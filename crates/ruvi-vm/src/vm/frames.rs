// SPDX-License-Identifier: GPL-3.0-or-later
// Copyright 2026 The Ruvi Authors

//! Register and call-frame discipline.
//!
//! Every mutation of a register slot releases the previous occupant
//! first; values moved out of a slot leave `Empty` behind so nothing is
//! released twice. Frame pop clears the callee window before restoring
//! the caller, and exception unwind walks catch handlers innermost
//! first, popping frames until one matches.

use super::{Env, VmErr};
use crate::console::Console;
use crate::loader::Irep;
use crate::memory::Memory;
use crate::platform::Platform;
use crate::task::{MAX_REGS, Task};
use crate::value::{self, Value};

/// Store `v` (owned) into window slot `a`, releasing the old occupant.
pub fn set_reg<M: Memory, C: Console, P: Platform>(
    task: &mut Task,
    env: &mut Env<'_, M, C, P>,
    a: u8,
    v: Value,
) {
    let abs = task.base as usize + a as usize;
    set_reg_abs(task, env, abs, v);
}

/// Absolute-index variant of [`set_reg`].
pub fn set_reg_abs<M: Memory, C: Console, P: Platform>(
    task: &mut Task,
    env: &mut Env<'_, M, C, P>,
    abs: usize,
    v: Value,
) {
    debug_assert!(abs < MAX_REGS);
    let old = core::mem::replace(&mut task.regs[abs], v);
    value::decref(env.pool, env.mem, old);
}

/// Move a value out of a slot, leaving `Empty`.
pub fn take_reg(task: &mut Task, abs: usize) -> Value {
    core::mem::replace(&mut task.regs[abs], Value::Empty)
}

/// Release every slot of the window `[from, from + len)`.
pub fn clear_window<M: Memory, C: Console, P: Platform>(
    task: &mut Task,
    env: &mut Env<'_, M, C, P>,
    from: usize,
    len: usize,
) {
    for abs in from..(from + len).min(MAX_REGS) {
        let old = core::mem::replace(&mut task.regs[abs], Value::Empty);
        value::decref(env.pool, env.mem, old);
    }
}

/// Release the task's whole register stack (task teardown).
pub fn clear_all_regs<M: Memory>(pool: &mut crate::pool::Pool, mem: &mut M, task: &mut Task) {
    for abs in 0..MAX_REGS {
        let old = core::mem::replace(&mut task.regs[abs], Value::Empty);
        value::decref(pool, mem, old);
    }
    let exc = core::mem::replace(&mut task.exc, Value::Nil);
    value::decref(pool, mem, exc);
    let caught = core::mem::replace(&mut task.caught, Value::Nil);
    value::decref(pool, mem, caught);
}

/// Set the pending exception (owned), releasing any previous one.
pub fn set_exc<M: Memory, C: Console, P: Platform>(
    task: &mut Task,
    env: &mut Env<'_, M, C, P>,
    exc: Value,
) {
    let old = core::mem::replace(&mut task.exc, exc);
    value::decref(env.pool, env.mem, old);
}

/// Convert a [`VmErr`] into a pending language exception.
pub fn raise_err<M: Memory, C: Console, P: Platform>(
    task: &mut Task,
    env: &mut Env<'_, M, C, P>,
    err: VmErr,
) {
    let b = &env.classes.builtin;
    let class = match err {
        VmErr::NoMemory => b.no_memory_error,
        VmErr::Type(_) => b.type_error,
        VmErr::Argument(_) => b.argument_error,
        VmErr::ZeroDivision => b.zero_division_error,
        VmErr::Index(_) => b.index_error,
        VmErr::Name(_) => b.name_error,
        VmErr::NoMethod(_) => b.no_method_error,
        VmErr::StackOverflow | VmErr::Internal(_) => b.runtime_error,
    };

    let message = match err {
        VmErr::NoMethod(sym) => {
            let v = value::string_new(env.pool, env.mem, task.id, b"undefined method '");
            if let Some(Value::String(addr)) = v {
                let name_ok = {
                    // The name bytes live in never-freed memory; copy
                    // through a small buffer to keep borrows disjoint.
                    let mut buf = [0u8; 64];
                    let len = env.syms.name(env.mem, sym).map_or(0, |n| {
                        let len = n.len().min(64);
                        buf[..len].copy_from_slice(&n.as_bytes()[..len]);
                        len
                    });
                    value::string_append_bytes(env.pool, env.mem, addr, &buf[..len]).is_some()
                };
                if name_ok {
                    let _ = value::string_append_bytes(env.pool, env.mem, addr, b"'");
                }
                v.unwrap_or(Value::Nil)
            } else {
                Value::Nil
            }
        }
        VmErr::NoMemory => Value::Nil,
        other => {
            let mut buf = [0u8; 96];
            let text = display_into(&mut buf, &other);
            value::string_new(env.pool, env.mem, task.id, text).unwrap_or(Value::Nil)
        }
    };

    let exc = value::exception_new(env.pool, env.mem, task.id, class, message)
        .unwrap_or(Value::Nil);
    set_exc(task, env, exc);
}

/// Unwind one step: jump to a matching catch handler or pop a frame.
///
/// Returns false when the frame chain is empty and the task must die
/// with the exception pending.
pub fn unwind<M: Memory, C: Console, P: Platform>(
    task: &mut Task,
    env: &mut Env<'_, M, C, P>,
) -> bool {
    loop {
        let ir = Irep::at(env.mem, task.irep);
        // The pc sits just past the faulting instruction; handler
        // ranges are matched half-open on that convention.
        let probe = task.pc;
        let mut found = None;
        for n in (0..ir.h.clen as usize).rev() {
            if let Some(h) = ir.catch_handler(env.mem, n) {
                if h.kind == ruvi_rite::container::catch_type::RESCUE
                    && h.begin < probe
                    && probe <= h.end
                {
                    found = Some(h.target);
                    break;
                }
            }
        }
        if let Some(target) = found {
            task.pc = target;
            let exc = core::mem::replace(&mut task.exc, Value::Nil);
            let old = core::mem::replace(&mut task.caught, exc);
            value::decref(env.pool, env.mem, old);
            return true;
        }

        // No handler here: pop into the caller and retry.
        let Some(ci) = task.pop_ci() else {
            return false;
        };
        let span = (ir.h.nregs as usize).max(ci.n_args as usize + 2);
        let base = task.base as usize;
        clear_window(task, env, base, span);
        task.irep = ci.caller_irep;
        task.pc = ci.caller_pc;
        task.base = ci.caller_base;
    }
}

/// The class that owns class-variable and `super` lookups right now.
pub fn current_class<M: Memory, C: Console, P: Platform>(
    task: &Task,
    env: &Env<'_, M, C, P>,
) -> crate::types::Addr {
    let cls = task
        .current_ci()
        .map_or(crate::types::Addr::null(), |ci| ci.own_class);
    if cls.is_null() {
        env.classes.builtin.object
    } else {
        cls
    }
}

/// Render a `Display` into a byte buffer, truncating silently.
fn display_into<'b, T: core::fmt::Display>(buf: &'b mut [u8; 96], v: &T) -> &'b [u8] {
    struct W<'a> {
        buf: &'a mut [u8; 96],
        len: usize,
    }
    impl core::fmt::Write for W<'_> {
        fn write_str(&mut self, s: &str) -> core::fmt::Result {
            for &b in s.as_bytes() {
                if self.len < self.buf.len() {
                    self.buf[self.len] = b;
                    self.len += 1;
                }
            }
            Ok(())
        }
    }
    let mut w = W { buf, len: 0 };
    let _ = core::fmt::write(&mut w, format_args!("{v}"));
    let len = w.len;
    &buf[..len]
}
__________________________________________________
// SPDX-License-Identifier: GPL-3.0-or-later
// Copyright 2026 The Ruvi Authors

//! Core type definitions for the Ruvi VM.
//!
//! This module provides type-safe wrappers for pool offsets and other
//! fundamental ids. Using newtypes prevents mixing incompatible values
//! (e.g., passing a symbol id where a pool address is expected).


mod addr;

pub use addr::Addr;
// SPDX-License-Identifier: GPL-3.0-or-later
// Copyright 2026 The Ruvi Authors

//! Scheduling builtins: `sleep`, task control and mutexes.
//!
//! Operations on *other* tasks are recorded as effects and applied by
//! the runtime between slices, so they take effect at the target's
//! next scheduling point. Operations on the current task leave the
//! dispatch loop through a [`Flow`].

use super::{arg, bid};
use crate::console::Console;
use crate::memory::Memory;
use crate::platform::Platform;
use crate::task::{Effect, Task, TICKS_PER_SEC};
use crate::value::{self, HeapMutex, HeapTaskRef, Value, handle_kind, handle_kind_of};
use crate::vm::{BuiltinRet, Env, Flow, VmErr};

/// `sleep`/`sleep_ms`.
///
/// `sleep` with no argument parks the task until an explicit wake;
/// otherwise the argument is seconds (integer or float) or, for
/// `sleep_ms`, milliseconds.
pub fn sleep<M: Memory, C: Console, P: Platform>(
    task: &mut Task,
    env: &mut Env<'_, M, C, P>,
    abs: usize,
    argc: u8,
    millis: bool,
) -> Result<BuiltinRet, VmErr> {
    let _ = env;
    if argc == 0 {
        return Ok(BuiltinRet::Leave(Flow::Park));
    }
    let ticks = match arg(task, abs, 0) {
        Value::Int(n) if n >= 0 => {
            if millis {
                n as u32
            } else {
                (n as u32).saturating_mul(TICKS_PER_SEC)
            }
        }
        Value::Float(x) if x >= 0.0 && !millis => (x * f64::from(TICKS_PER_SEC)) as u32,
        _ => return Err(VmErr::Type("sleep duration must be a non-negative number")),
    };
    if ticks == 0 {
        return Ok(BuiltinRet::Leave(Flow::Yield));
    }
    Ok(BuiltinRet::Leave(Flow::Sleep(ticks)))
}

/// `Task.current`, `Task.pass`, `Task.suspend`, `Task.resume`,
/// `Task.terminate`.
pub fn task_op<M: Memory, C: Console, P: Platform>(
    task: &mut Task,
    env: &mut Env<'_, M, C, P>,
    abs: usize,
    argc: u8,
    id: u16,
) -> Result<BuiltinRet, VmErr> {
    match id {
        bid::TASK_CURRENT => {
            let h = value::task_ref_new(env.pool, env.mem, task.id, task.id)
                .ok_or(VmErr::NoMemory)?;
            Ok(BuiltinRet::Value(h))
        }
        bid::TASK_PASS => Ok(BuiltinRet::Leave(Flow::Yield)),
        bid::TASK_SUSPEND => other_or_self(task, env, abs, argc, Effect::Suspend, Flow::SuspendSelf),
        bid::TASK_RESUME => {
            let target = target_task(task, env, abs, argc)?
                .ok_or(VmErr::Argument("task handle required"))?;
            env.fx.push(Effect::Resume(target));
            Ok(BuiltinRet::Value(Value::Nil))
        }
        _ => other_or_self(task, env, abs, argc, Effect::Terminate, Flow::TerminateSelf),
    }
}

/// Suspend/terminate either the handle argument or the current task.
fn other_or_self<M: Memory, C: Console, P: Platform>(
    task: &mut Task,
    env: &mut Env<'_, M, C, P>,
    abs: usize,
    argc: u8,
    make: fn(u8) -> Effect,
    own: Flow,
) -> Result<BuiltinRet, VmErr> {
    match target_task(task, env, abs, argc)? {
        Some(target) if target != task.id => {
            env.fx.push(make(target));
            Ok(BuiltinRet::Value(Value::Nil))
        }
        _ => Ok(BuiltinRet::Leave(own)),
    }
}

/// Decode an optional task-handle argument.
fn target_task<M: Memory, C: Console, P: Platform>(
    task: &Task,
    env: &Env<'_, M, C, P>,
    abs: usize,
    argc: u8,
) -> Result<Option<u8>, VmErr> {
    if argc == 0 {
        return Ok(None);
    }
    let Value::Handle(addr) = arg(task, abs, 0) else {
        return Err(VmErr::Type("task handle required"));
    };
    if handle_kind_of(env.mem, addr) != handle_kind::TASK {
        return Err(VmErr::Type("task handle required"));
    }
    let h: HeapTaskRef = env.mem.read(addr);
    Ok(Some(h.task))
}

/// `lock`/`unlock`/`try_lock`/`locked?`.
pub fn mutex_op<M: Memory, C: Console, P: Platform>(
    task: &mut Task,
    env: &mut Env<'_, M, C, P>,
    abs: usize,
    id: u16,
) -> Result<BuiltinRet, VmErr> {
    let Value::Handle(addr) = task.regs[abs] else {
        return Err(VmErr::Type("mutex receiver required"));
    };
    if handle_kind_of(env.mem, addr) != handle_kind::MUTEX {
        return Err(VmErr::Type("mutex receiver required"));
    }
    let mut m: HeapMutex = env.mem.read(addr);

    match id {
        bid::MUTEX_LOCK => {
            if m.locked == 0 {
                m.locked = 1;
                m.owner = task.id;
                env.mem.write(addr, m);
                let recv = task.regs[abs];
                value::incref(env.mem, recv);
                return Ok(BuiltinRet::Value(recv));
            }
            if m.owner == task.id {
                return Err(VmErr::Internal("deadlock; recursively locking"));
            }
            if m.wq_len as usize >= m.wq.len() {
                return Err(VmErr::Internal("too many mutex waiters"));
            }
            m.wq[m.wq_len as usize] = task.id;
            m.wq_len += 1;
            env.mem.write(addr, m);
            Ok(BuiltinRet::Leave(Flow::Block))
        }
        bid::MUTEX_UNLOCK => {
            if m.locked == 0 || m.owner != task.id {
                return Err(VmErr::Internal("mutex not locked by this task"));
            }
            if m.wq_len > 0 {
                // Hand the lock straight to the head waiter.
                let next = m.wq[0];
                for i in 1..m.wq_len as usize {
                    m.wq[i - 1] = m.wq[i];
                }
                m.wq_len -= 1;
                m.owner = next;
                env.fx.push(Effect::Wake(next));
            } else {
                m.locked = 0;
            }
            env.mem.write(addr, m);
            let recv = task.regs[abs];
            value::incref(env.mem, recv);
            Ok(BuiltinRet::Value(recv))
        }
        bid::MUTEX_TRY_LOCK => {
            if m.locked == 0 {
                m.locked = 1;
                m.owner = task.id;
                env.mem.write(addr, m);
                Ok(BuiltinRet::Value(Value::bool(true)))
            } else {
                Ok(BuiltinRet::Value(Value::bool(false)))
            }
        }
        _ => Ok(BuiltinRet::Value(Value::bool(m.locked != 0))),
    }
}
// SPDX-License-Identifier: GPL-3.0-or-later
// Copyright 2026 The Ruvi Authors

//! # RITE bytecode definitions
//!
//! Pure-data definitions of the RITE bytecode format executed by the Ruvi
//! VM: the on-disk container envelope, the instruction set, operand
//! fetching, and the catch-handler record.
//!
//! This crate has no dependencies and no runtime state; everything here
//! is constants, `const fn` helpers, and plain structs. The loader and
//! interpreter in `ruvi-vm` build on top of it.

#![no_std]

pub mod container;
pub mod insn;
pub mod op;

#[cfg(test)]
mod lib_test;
__________________________________________________
■ **Task directions**:
Copy out, from the data above, each line where the string "definitions" is present.

■ **The completed task**:
//! Core type definitions for the Ruvi VM.
//! # RITE bytecode definitions
//! Pure-data definitions of the RITE bytecode format executed by the Ruvi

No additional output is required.